Description of the task: The response must be made up of the lines in the entries below that contain "them".

━━━━━ Material shown

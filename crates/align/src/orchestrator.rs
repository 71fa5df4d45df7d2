use crate::assembler::{AlignmentOutcome, ResultAssembler};
use crate::cascade::{ComparableConcept, MatchEngine};
use crate::config::AlignConfig;
use crate::error::{AlignError, Result};
use crate::report::Category;
use rayon::prelude::*;
use std::collections::VecDeque;
use std::path::Path;
use thesaurus_graph::{parse_file, Hierarchy, InputFormat, LabelIndex, VocabularyGraph};

/// Comparable view of one input vocabulary.
///
/// Built once per input; the graph itself is moved into the merged graph
/// right after, so the comparison loop only sees these.
#[derive(Debug, Clone)]
pub struct Vocabulary {
    pub name: String,
    pub concepts: Vec<ComparableConcept>,
}

impl Vocabulary {
    pub fn prepare(
        graph: &VocabularyGraph,
        engine: &MatchEngine,
        label_index: &LabelIndex,
    ) -> Result<Self> {
        let labels = label_index.extract(graph)?;
        let config = engine.config();

        let hierarchy = if config.needs_hierarchy() {
            let hierarchy = Hierarchy::build(graph)?;
            log::debug!(
                "{}: {} concepts in hierarchy, {} links",
                graph.name(),
                hierarchy.concept_count(),
                hierarchy.link_count()
            );
            Some(hierarchy)
        } else {
            None
        };

        let concepts = labels
            .iter()
            .map(|(id, label)| {
                let mut concept = engine.prepare(id.clone(), label);
                if let Some(hierarchy) = &hierarchy {
                    if config.compare_parents {
                        concept.ancestors = hierarchy.ancestor_labels(id, &labels);
                    }
                    if config.compare_children {
                        concept.descendants = hierarchy.descendant_labels(id, &labels);
                    }
                }
                concept
            })
            .collect();

        Ok(Self {
            name: graph.name().to_string(),
            concepts,
        })
    }

    pub fn len(&self) -> usize {
        self.concepts.len()
    }

    pub fn is_empty(&self) -> bool {
        self.concepts.is_empty()
    }
}

/// Drives the pivot-and-compare loop over all input vocabularies
#[derive(Debug)]
pub struct AlignmentOrchestrator {
    engine: MatchEngine,
    label_index: LabelIndex,
}

impl AlignmentOrchestrator {
    pub fn new(config: AlignConfig) -> Result<Self> {
        config.validate()?;
        Ok(Self {
            label_index: config.labels.label_index(),
            engine: MatchEngine::new(config.matching),
        })
    }

    pub fn engine(&self) -> &MatchEngine {
        &self.engine
    }

    /// Parse every input file, then align them
    pub fn align_files<P: AsRef<Path>>(
        &self,
        paths: &[P],
        format: Option<InputFormat>,
    ) -> Result<AlignmentOutcome> {
        if paths.len() < 2 {
            return Err(AlignError::TooFewVocabularies(paths.len()));
        }

        let graphs = paths
            .iter()
            .map(|path| parse_file(path.as_ref(), format))
            .collect::<std::result::Result<Vec<_>, _>>()?;

        self.run(graphs)
    }

    /// Align the vocabularies and merge them into one graph.
    ///
    /// Each round takes the first pending vocabulary, in input order, as the
    /// pivot and compares it with every vocabulary still pending; the pivot
    /// is never compared with itself. Mapping triples point from the pivot
    /// concept to the other concept, so earlier inputs are subjects.
    pub fn run(&self, graphs: Vec<VocabularyGraph>) -> Result<AlignmentOutcome> {
        if graphs.len() < 2 {
            return Err(AlignError::TooFewVocabularies(graphs.len()));
        }

        let mut assembler = ResultAssembler::new();
        let mut pending = VecDeque::with_capacity(graphs.len());

        for graph in graphs {
            let vocabulary = Vocabulary::prepare(&graph, &self.engine, &self.label_index)?;
            log::info!("{}: {} labeled concepts", vocabulary.name, vocabulary.len());
            let triples = assembler.absorb(graph);
            log::debug!("{}: merged {} triples", vocabulary.name, triples);
            pending.push_back(vocabulary);
        }

        let mut round = 0;
        while pending.len() >= 2 {
            let Some(pivot) = pending.pop_front() else {
                break;
            };
            round += 1;
            log::info!(
                "Round {round}: comparing {} with {} remaining vocabularies",
                pivot.name,
                pending.len()
            );

            for other in &pending {
                let matches = self.compare(&pivot, other);
                let mut added = 0;
                for (i, j, category) in matches {
                    if assembler.emit(&pivot.concepts[i].id, &other.concepts[j].id, category) {
                        added += 1;
                    }
                }
                log::info!("{} x {}: {added} mappings", pivot.name, other.name);
            }
        }

        let outcome = assembler.finish();
        log::info!("Alignment finished: {} mappings", outcome.counters.total());
        Ok(outcome)
    }

    /// Classify the full cross product of two vocabularies.
    ///
    /// Returns (pivot index, other index, category) in pivot order.
    pub fn compare(&self, pivot: &Vocabulary, other: &Vocabulary) -> Vec<(usize, usize, Category)> {
        pivot
            .concepts
            .par_iter()
            .enumerate()
            .flat_map_iter(|(i, a)| {
                other
                    .concepts
                    .iter()
                    .enumerate()
                    .filter(move |(_, b)| a.id != b.id)
                    .filter_map(move |(j, b)| self.engine.classify(a, b).map(|c| (i, j, c)))
            })
            .collect()
    }
}

#[cfg(test)]
mod tests {
    use super::*;
    use crate::config::{LabelConfig, MatchConfig};
    use thesaurus_graph::parse_str;

    const SKOS: &str = "@prefix skos: <http://www.w3.org/2004/02/skos/core#> .\n";

    fn vocab(name: &str, body: &str) -> VocabularyGraph {
        parse_str(&format!("{SKOS}{body}"), InputFormat::Turtle, name).unwrap()
    }

    fn orchestrator(matching: MatchConfig) -> AlignmentOrchestrator {
        AlignmentOrchestrator::new(AlignConfig {
            matching,
            ..Default::default()
        })
        .unwrap()
    }

    #[test]
    fn rejects_single_vocabulary() {
        let err = orchestrator(MatchConfig::default())
            .run(vec![vocab("a", "<http://a/x> skos:prefLabel \"x\" .")])
            .unwrap_err();
        assert!(matches!(err, AlignError::TooFewVocabularies(1)));
    }

    #[test]
    fn rejects_invalid_config() {
        let config = AlignConfig {
            labels: LabelConfig {
                language: Some(String::new()),
            },
            ..Default::default()
        };
        assert!(matches!(
            AlignmentOrchestrator::new(config),
            Err(AlignError::InvalidConfig(_))
        ));
    }

    #[test]
    fn prepare_fills_only_requested_context() {
        let graph = vocab(
            "a",
            r#"
            <http://a/cat> skos:prefLabel "Cat" ; skos:broader <http://a/mammal> ;
                skos:narrower <http://a/kitten> .
            <http://a/mammal> skos:prefLabel "Mammal" .
            <http://a/kitten> skos:prefLabel "Kitten" .
            "#,
        );
        let engine = MatchEngine::new(MatchConfig {
            compare_parents: true,
            ..Default::default()
        });
        let vocabulary = Vocabulary::prepare(&graph, &engine, &LabelIndex::new()).unwrap();
        let cat = vocabulary
            .concepts
            .iter()
            .find(|c| c.label == "cat")
            .unwrap();

        assert!(cat.ancestors.contains("mammal"));
        assert!(cat.descendants.is_empty());
    }

    #[test]
    fn pivot_is_subject_of_mapping() {
        let orchestrator = orchestrator(MatchConfig::default());
        let first = vocab("a", "<http://a/cat> skos:prefLabel \"cat\" .");
        let second = vocab("b", "<http://b/cat> skos:prefLabel \"Cat\" .");

        let vocabularies: Vec<_> = [&first, &second]
            .into_iter()
            .map(|g| Vocabulary::prepare(g, orchestrator.engine(), &LabelIndex::new()).unwrap())
            .collect();
        let matches = orchestrator.compare(&vocabularies[0], &vocabularies[1]);
        assert_eq!(matches, vec![(0, 0, Category::Equals)]);

        let outcome = orchestrator.run(vec![first, second]).unwrap();
        let mapping = outcome
            .merged
            .iter()
            .find(|t| t.predicate.as_str().ends_with("closeMatch"))
            .unwrap();
        assert_eq!(mapping.subject.to_string(), "<http://a/cat>");
        assert_eq!(mapping.object.to_string(), "<http://b/cat>");
        assert_eq!(outcome.counters.equals, 1);
    }

    #[test]
    fn shared_iri_is_not_a_pair() {
        let outcome = orchestrator(MatchConfig::default())
            .run(vec![
                vocab("a", "<http://shared/cat> skos:prefLabel \"cat\" ."),
                vocab("b", "<http://shared/cat> skos:prefLabel \"cat\" ."),
            ])
            .unwrap();
        assert_eq!(outcome.counters.total(), 0);
    }

    #[test]
    fn earlier_input_is_subject_in_every_round() {
        let outcome = orchestrator(MatchConfig::default())
            .run(vec![
                vocab("a", "<http://a/cat> skos:prefLabel \"cat\" ."),
                vocab("b", "<http://b/cat> skos:prefLabel \"cat\" ."),
                vocab("c", "<http://c/cat> skos:prefLabel \"cat\" ."),
            ])
            .unwrap();

        let mut pairs: Vec<(String, String)> = outcome
            .merged
            .iter()
            .filter(|t| t.predicate.as_str().ends_with("closeMatch"))
            .map(|t| (t.subject.to_string(), t.object.to_string()))
            .collect();
        pairs.sort();
        assert_eq!(
            pairs,
            vec![
                ("<http://a/cat>".to_string(), "<http://b/cat>".to_string()),
                ("<http://a/cat>".to_string(), "<http://c/cat>".to_string()),
                ("<http://b/cat>".to_string(), "<http://c/cat>".to_string()),
            ]
        );
        assert_eq!(outcome.counters.equals, 3);
    }

    #[test]
    fn identical_only_ignores_other_heuristics() {
        let orchestrator = orchestrator(MatchConfig {
            identical_only: true,
            compare_children: true,
            compare_parents: true,
            term_signature: true,
            ..Default::default()
        });
        let outcome = orchestrator
            .run(vec![
                vocab("a", "<http://a/cat> skos:prefLabel \"cat\" .\n<http://a/dog> skos:prefLabel \"dog\" ."),
                vocab("b", "<http://b/cat> skos:prefLabel \"Cat\" .\n<http://b/dh> skos:prefLabel \"dog house\" ."),
            ])
            .unwrap();
        assert_eq!(outcome.counters.equals, 1);
        assert_eq!(outcome.counters.total(), 1);
    }
}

━━━━━━━━━━

Solution for this exercise:
    /// Parse every input file, then align them
    /// Align the vocabularies and merge them into one graph.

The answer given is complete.